(Records provided)
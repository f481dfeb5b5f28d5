//! Go-Back-N-style receive-side state.
//!
//! [`GbnReceiver`] decides what happens to each inbound data packet:
//!
//! - seq == expected: **accepted**, its payload goes to the output and the
//!   expected sequence advances by exactly one.
//! - seq <  expected: **duplicate** of something already written; the caller
//!   re-acknowledges it so a sender whose ACK was lost can make progress.
//! - seq >  expected: **future** packet; discarded without an ACK.  Nothing
//!   is buffered ahead, so a gap is only closed by the sender resending.
//!
//! Accepted payloads are handed straight back to the caller to write, so
//! there is never more than one payload pending.  All socket and file I/O is
//! the caller's responsibility.

use std::time::{Duration, Instant};

/// Classification of one inbound data packet.
#[derive(Debug, Clone, Copy, PartialEq, Eq)]
pub enum Verdict {
    Accept,
    Duplicate,
    Future,
}

/// Receive-side state for one session.
#[derive(Debug)]
pub struct GbnReceiver {
    /// Next sequence number that will be accepted.  Never decreases.
    expected_seq: u32,
    bytes_accepted: u64,
    duplicates: u64,
    out_of_order: u64,
    first_accept: Option<Instant>,
}

impl Default for GbnReceiver {
    fn default() -> Self {
        Self::new()
    }
}

impl GbnReceiver {
    pub fn new() -> Self {
        Self {
            expected_seq: 1,
            bytes_accepted: 0,
            duplicates: 0,
            out_of_order: 0,
            first_accept: None,
        }
    }

    /// Classify data packet `seq` carrying `payload_len` bytes, received at `now`.
    ///
    /// On [`Verdict::Accept`] the caller must write the payload before
    /// handling the next packet.
    pub fn on_segment(&mut self, seq: u16, payload_len: usize, now: Instant) -> Verdict {
        let seq = u32::from(seq);
        if seq == self.expected_seq {
            self.expected_seq += 1;
            self.bytes_accepted += payload_len as u64;
            self.first_accept.get_or_insert(now);
            Verdict::Accept
        } else if seq < self.expected_seq {
            self.duplicates += 1;
            Verdict::Duplicate
        } else {
            self.out_of_order += 1;
            Verdict::Future
        }
    }

    pub fn expected_seq(&self) -> u32 {
        self.expected_seq
    }

    /// Number of data packets accepted so far.
    pub fn packets_accepted(&self) -> u64 {
        u64::from(self.expected_seq - 1)
    }

    /// Payload bytes written so far, padding included.
    pub fn bytes_accepted(&self) -> u64 {
        self.bytes_accepted
    }

    pub fn duplicates(&self) -> u64 {
        self.duplicates
    }

    pub fn out_of_order(&self) -> u64 {
        self.out_of_order
    }

    /// Time since the first accepted packet, or zero if none was accepted.
    pub fn elapsed(&self, now: Instant) -> Duration {
        self.first_accept
            .map_or(Duration::ZERO, |start| now.saturating_duration_since(start))
    }

    /// Session throughput in megabits per second as of `now`.
    pub fn throughput_mbps(&self, now: Instant) -> f64 {
        throughput_mbps(self.bytes_accepted, self.elapsed(now))
    }
}

/// `(bytes × 8) / (seconds × 1 000 000)`; zero when no time has elapsed.
pub fn throughput_mbps(bytes: u64, elapsed: Duration) -> f64 {
    let secs = elapsed.as_secs_f64();
    if secs <= 0.0 {
        return 0.0;
    }
    (bytes as f64 * 8.0) / (secs * 1_000_000.0)
}

#[cfg(test)]
mod tests {
    use super::*;

    const SLOT: usize = 994;

    #[test]
    fn initial_state() {
        let r = GbnReceiver::new();
        assert_eq!(r.expected_seq(), 1);
        assert_eq!(r.packets_accepted(), 0);
        assert_eq!(r.bytes_accepted(), 0);
        assert_eq!(r.throughput_mbps(Instant::now()), 0.0);
    }

    #[test]
    fn in_order_packet_accepted() {
        let mut r = GbnReceiver::new();
        assert_eq!(r.on_segment(1, SLOT, Instant::now()), Verdict::Accept);
        assert_eq!(r.expected_seq(), 2);
        assert_eq!(r.bytes_accepted(), SLOT as u64);
    }

    #[test]
    fn future_packet_discarded_without_advancing() {
        let mut r = GbnReceiver::new();
        assert_eq!(r.on_segment(3, SLOT, Instant::now()), Verdict::Future);
        assert_eq!(r.expected_seq(), 1);
        assert_eq!(r.bytes_accepted(), 0);
        assert_eq!(r.out_of_order(), 1);
    }

    #[test]
    fn duplicate_packet_not_accepted_twice() {
        let mut r = GbnReceiver::new();
        let now = Instant::now();
        r.on_segment(1, SLOT, now);
        assert_eq!(r.on_segment(1, SLOT, now), Verdict::Duplicate);
        assert_eq!(r.expected_seq(), 2);
        assert_eq!(r.packets_accepted(), 1);
        assert_eq!(r.duplicates(), 1);
    }

    #[test]
    fn expected_sequence_advances_by_one_and_never_decreases() {
        let mut r = GbnReceiver::new();
        let now = Instant::now();
        let arrivals = [1, 3, 2, 2, 1, 3, 5, 4, 5];
        let mut last = r.expected_seq();
        for seq in arrivals {
            let verdict = r.on_segment(seq, SLOT, now);
            let current = r.expected_seq();
            match verdict {
                Verdict::Accept => assert_eq!(current, last + 1),
                _ => assert_eq!(current, last),
            }
            last = current;
        }
        assert_eq!(r.expected_seq(), 6);
        assert_eq!(r.packets_accepted(), 5);
    }

    #[test]
    fn elapsed_measured_from_first_acceptance() {
        let mut r = GbnReceiver::new();
        let t0 = Instant::now();
        r.on_segment(1, SLOT, t0);
        r.on_segment(2, SLOT, t0 + Duration::from_millis(300));
        assert_eq!(r.elapsed(t0 + Duration::from_secs(1)), Duration::from_secs(1));
    }

    #[test]
    fn throughput_formula() {
        // 1 000 000 bytes in 2 s = 4 Mbps
        let mbps = throughput_mbps(1_000_000, Duration::from_secs(2));
        assert!((mbps - 4.0).abs() < 1e-9);
    }

    #[test]
    fn throughput_zero_elapsed_is_zero() {
        assert_eq!(throughput_mbps(5_000, Duration::ZERO), 0.0);
    }
}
(End Records provided)
Counting only the lines that include "caller", state how many there are in the entries, and nothing else.

Task solution ::
4